The broader problem that America faces is a cultural problem. Cornell professor Suzanne Mettler has published useful data on this issue in her work on what she refers to as the “Submerged State.” Her data, presented here, suggests that a large number of Americans who benefit from public programs deny that they are indeed recipients of governmental largess. For example, 40% of Medicare recipients state that they have not used a government program, only slightly less than 44% for social security recipients who actually pay much of their own costs.

Mettler’s data suggests that the deep distrust of government that has long been a hallmark of the American psyche now rests at the center of our political and budget debates. It offers insight into how a man at a Sarah Palin rally in 2008 famously cried out “Don’t let the government get its hands on my Medicare.” Apparently Americans are able to reconcile their dislike or distrust of government by convincing themselves that those programs from which they themselves benefit are “not government.” Based on Mettler's data, it is apparent that the disconnect between what we receive and what we are willing to pay for runs deep.

And this is deep-seated problem. In the era of the Tea Party, the question of what government people want to have and what they are willing to pay for is a central one. Last year, the $1.4 trillion cost of Medicare, Social Security and defense expenditures alone—those that would appear to be sacred even to Tea Party acolytes—exceeded federal personal income tax payments by over $300 billion. This suggests that even if all other areas of government—the entire discretionary budget as well as Medicaid and other entitlements—were cut, the taxes we pay as individuals would not support those three areas of expenditure.

In coming months Paul Ryan will be decried for his Medicare plan and the burdens it will place on future retirees. Yet his plan is not alone in the intergenerational inequity on which it is constructed. None of the tax or budget proposals embraced by the Obama administration bridge the gap between what people appear to want and what they are willing to pay for either. The conventional wisdom remains that people will support tax increases on the other guy. But taxing the other guy—even all those rich people whose effective tax rates are far below those of middleclass workers—would not be sufficient to bridge the difference between what we appear to want, and what we appear to be willing to pay.

At some point, we will have to come to grips with the imbalance between what we appear to want and what we appear to be willing to pay. The interesting question now that Romney has selected Paul Ryan as his running mate is whether Romney is really proposing to engage in that debate, or whether the selection is merely a political calculus. Paul Ryan's entire political brand is premised on being the person who is prepared to engage those issues. Yet, there is no evidence to date that Ryan's Tea Party supporters have seriously considered what his proposed changes would mean for “their Medicare.” 

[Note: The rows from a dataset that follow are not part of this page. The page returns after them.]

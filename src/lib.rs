//! # midiprobe - MIDI 1.0 stream probe
//!
//! Decodes live, possibly malformed MIDI byte streams into annotated,
//! timestamped messages and encodes structured messages back into bytes.
//!
//! ## Architecture
//!
//! midiprobe is an umbrella crate over:
//! - **midiprobe-core** - Decoder, classifier, encoder and timing
//! - **midiprobe-io** - Per-stream context, event delivery, history, output generator
//!
//! ## Quick Start
//!
//! ```
//! use midiprobe::prelude::*;
//!
//! let probe = Probe::builder().history(1024).build()?;
//! let mut stream = probe.open_stream("Keyboard")?;
//!
//! // Called from the transport's receive callback
//! stream.feed_slice(&[0x90, 60, 100, 60, 0], None)?;
//!
//! let labels: Vec<_> = probe
//!     .drain_events()
//!     .iter()
//!     .filter_map(|e| e.message())
//!     .map(|m| m.message.annotation.label)
//!     .collect();
//! assert_eq!(labels, [MessageKind::NoteOn, MessageKind::NoteOff]);
//! # Ok::<(), midiprobe::Error>(())
//! ```
//!
//! ## Feature Flags
//!
//! - `default` - Core plus the stream layer
//! - `io` - Stream context (`Probe`, `InputStream`, `Generator`)

/// Re-export of midiprobe-core for direct access
pub use midiprobe_core as core;

pub mod error;
pub use error::{Error, Result};

pub use midiprobe_core::{
    encode, encode_into, note_name, AnnotatedMessage, Annotation, Category, ChannelModeKind,
    ChannelVoiceMsg, Classifier, Clock, Config, DataAction, DecodeError, DecodeEvent,
    EncodeError, EoxPolicy, IdGroup, IdRegion, ManualClock, ManufacturerId, Message,
    MessageKind, MonotonicClock, ParameterAnnotation, ParameterKind, Severity, Stamper,
    StreamDecoder, SysEx, SysExAnnotation, SystemCommonMsg, SystemRealtimeMsg,
    TimestampedMessage, UniversalAnnotation,
};

// Stream layer
#[cfg(feature = "io")]
pub use midiprobe_io as io;

#[cfg(feature = "io")]
pub use midiprobe_io::{
    format, ChannelTransport, Generator, History, InputStream, Probe, ProbeBuilder, ProbeEvent,
    ProbeEventKind, StreamId, StreamInfo, Transport,
};

/// Decode a complete buffer with a fresh decoder and classifier.
///
/// Anomalies appear in order among the messages.
pub fn annotate(
    bytes: &[u8],
    config: Config,
) -> Vec<std::result::Result<AnnotatedMessage, DecodeError>> {
    let mut decoder = StreamDecoder::new(config);
    let mut classifier = Classifier::new(config);
    decoder
        .decode(bytes)
        .into_iter()
        .map(|event| match event {
            DecodeEvent::Message(message) => Ok(classifier.classify(&message)),
            DecodeEvent::Error(error) => Err(error),
        })
        .collect()
}

/// Convenience prelude for common imports
pub mod prelude {
    pub use crate::{
        annotate, AnnotatedMessage, Config, DecodeError, DecodeEvent, EoxPolicy, Message,
        MessageKind, StreamDecoder,
    };

    #[cfg(feature = "io")]
    pub use crate::{Generator, InputStream, Probe, ProbeEvent, Transport};
}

Mitt Romney and his campaign believe that the pivotal voters in the independent center—who have not yet made up their minds—will reward him for his choice of Ryan as his running mate, and the signal it sends that Romney is prepared to make hard choices to address the nation's economic and fiscal challenges. What remains to be seen is whether voters will recoil once they understand the details of Ryan's plan, or whether they are prepared to support candidates that offer solutions to problems that the electorate claims to want to see solved, however painful those solutions might be.